BEGIN

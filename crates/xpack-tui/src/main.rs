//! xpack - terminal front-end for resident registration.
//!
//! Runs the registration wizard in the terminal, and manages the offline
//! asset cache from the command line:
//!
//! ```text
//! xpack                      start the registration wizard
//! xpack --install-cache      pre-cache the static asset manifest
//! xpack --activate-cache     remove stale cache generations
//! xpack --fetch <url> [--html]
//!                            fetch through the cache worker
//! xpack --cache-status       list cache stores and entries
//! ```

mod app;
mod config;
mod ui;

use std::io::{self, Write};
use std::time::{Duration, Instant};

use anyhow::{Context, Result};
use crossterm::{
    event::{self, DisableMouseCapture, EnableMouseCapture, Event, KeyCode, KeyEventKind, KeyModifiers},
    execute,
    terminal::{disable_raw_mode, enable_raw_mode, EnterAlternateScreen, LeaveAlternateScreen},
};
use ratatui::{backend::CrosstermBackend, Terminal};
use tracing::info;
use tracing_appender::non_blocking::WorkerGuard;
use tracing_subscriber::{fmt, prelude::*, EnvFilter};
use xpack_core::offline::{
    AssetCacheWorker, CacheStorage, DiskCacheStorage, FetchOutcome, HttpNetwork, Method, Network,
    Request,
};

use app::{App, AppState};
use config::Config;
use ui::input::handle_input;
use ui::render::render;

// ============================================================================
// Constants
// ============================================================================

/// Timeout for polling terminal events (in milliseconds)
const EVENT_POLL_TIMEOUT_MS: u64 = 100;

/// Log file written while the terminal UI owns the screen
const LOG_FILE: &str = "xpack.log";

type Worker = AssetCacheWorker<HttpNetwork, DiskCacheStorage>;

/// Initialize logging to stderr (command-line mode)
fn init_tracing() {
    // Use RUST_LOG env var to control log level (e.g., RUST_LOG=debug)
    let filter = EnvFilter::try_from_default_env()
        .unwrap_or_else(|_| EnvFilter::new("warn"));

    tracing_subscriber::registry()
        .with(fmt::layer().with_writer(io::stderr))
        .with(filter)
        .init();
}

/// Initialize logging to a file so log lines do not corrupt the screen.
/// The returned guard flushes the writer when dropped.
fn init_file_tracing(config: &Config) -> Result<WorkerGuard> {
    let log_dir = config.cache_dir()?;
    std::fs::create_dir_all(&log_dir)
        .with_context(|| format!("Failed to create {}", log_dir.display()))?;

    let appender = tracing_appender::rolling::never(log_dir, LOG_FILE);
    let (writer, guard) = tracing_appender::non_blocking(appender);
    let filter = EnvFilter::try_from_default_env()
        .unwrap_or_else(|_| EnvFilter::new("warn"));

    tracing_subscriber::registry()
        .with(fmt::layer().with_writer(writer).with_ansi(false))
        .with(filter)
        .init();
    Ok(guard)
}

#[tokio::main]
async fn main() -> Result<()> {
    // Load .env file if present (silently ignore if not found)
    let _ = dotenvy::dotenv();

    // Install the wizard's shake animation before anything renders
    xpack_core::wizard::init();

    let config = Config::load()?;

    // Check for CLI commands
    let args: Vec<String> = std::env::args().collect();
    if let Some(command) = args.get(1) {
        init_tracing();
        return match command.as_str() {
            "--install-cache" => install_cache(&config).await,
            "--activate-cache" => activate_cache(&config).await,
            "--cache-status" => cache_status(&config).await,
            "--fetch" => {
                let url = args
                    .get(2)
                    .ok_or_else(|| anyhow::anyhow!("Usage: xpack --fetch <url> [--html]"))?;
                let html = args.iter().skip(3).any(|a| a == "--html");
                fetch(&config, url, html).await
            }
            other => Err(anyhow::anyhow!("Unknown argument: {}", other)),
        };
    }

    let _guard = init_file_tracing(&config)?;
    info!("xpack starting");

    // Setup terminal
    enable_raw_mode()?;
    let mut stdout = io::stdout();
    execute!(stdout, EnterAlternateScreen, EnableMouseCapture)?;
    let backend = CrosstermBackend::new(stdout);
    let mut terminal = Terminal::new(backend)?;

    let mut app = App::new();

    // Main loop
    let result = run_app(&mut terminal, &mut app);

    // Restore terminal
    disable_raw_mode()?;
    execute!(
        terminal.backend_mut(),
        LeaveAlternateScreen,
        DisableMouseCapture
    )?;
    terminal.show_cursor()?;

    if let Err(e) = result {
        eprintln!("Error: {}", e);
    }

    // Dump this session's registrations for the caller to pipe elsewhere
    if !app.registrations.is_empty() {
        let payloads: Vec<_> = app.registrations.iter().map(|r| &r.payload).collect();
        println!("{}", serde_json::to_string_pretty(&payloads)?);
    }

    info!(registrations = app.registrations.len(), "xpack shutting down");
    Ok(())
}

fn run_app(terminal: &mut Terminal<CrosstermBackend<io::Stdout>>, app: &mut App) -> Result<()> {
    loop {
        // Draw UI
        terminal.draw(|f| render(f, app))?;

        // Poll for events with timeout so deferred focus and animations advance
        if event::poll(Duration::from_millis(EVENT_POLL_TIMEOUT_MS))? {
            match event::read()? {
                Event::Key(key) if key.kind == KeyEventKind::Press => {
                    // Ctrl+C to quit
                    if key.code == KeyCode::Char('c') && key.modifiers.contains(KeyModifiers::CONTROL) {
                        return Ok(());
                    }

                    // Handle input
                    if handle_input(app, key)? {
                        return Ok(());
                    }
                }
                _ => {}
            }
        }

        app.tick(Instant::now());

        // Check if we should quit
        if matches!(app.state, AppState::Quitting) {
            return Ok(());
        }
    }
}

// ============================================================================
// Cache commands
// ============================================================================

fn build_worker(config: &Config) -> Result<Worker> {
    let storage = DiskCacheStorage::new(config.offline_dir()?)?;
    let network = HttpNetwork::new()?;
    Ok(AssetCacheWorker::new(config.worker_config(), network, storage))
}

/// Pre-cache the asset manifest into the current cache generation
async fn install_cache(config: &Config) -> Result<()> {
    let worker = build_worker(config)?;
    eprintln!(
        "Installing {} assets into '{}' (origin {})...",
        worker.config().assets.len(),
        worker.cache_name(),
        worker.config().origin
    );

    let count = worker
        .install()
        .await
        .context("Install failed; nothing was cached")?;
    eprintln!("Cached {} assets.", count);
    Ok(())
}

/// Delete every cache generation except the current one
async fn activate_cache(config: &Config) -> Result<()> {
    let worker = build_worker(config)?;
    let deleted = worker.activate().await?;

    if deleted.is_empty() {
        eprintln!("No stale caches. '{}' is current.", worker.cache_name());
    } else {
        for name in &deleted {
            eprintln!("Removed '{}'", name);
        }
        eprintln!("'{}' is now the only cache.", worker.cache_name());
    }
    Ok(())
}

/// Fetch a URL the way an intercepted page request would be served
async fn fetch(config: &Config, url: &str, html: bool) -> Result<()> {
    let worker = build_worker(config)?;
    let accept = if html { "text/html,application/xhtml+xml" } else { "*/*" };
    let request = Request::parse(Method::Get, url)?.with_accept(accept);
    eprintln!("Route: {:?}", worker.route(&request));

    let response = match worker.handle_fetch(&request).await? {
        FetchOutcome::Respond(response) => response,
        FetchOutcome::Passthrough => worker.network().fetch(&request).await?,
    };

    eprintln!(
        "{} {} ({} bytes{})",
        response.status,
        response.url,
        response.body.len(),
        response
            .content_type
            .as_deref()
            .map(|ct| format!(", {}", ct))
            .unwrap_or_default()
    );
    io::stdout().write_all(&response.body)?;
    Ok(())
}

/// List cache stores and the entries of the current one
async fn cache_status(config: &Config) -> Result<()> {
    let worker = build_worker(config)?;
    let storage = worker.storage();

    let names = storage.keys().await?;
    if names.is_empty() {
        eprintln!("No caches in {}", storage.root().display());
        return Ok(());
    }

    for name in names {
        let marker = if name == worker.cache_name() { " (current)" } else { "" };
        let entries = storage.entries(&name).await?;
        println!("{}{}: {} entries", name, marker, entries.len());
        for entry in entries {
            println!(
                "  {:<10} {:>4} {:>8}  {}",
                entry.cached.age_display(),
                entry.cached.data.status,
                entry.cached.data.body.len(),
                entry.key
            );
        }
    }
    Ok(())
}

END

> **TASK DESCRIPTION**:
Find "let result = run_app(&mut" in the entries above and copy that whole line exactly, then each line after it through the line that contains "let network = HttpNetwork::new()?;".

> **REPLY**:
    let result = run_app(&mut terminal, &mut app);

    // Restore terminal
    disable_raw_mode()?;
    execute!(
        terminal.backend_mut(),
        LeaveAlternateScreen,
        DisableMouseCapture
    )?;
    terminal.show_cursor()?;

    if let Err(e) = result {
        eprintln!("Error: {}", e);
    }

    // Dump this session's registrations for the caller to pipe elsewhere
    if !app.registrations.is_empty() {
        let payloads: Vec<_> = app.registrations.iter().map(|r| &r.payload).collect();
        println!("{}", serde_json::to_string_pretty(&payloads)?);
    }

    info!(registrations = app.registrations.len(), "xpack shutting down");
    Ok(())
}

fn run_app(terminal: &mut Terminal<CrosstermBackend<io::Stdout>>, app: &mut App) -> Result<()> {
    loop {
        // Draw UI
        terminal.draw(|f| render(f, app))?;

        // Poll for events with timeout so deferred focus and animations advance
        if event::poll(Duration::from_millis(EVENT_POLL_TIMEOUT_MS))? {
            match event::read()? {
                Event::Key(key) if key.kind == KeyEventKind::Press => {
                    // Ctrl+C to quit
                    if key.code == KeyCode::Char('c') && key.modifiers.contains(KeyModifiers::CONTROL) {
                        return Ok(());
                    }

                    // Handle input
                    if handle_input(app, key)? {
                        return Ok(());
                    }
                }
                _ => {}
            }
        }

        app.tick(Instant::now());

        // Check if we should quit
        if matches!(app.state, AppState::Quitting) {
            return Ok(());
        }
    }
}

// ============================================================================
// Cache commands
// ============================================================================

fn build_worker(config: &Config) -> Result<Worker> {
    let storage = DiskCacheStorage::new(config.offline_dir()?)?;
    let network = HttpNetwork::new()?;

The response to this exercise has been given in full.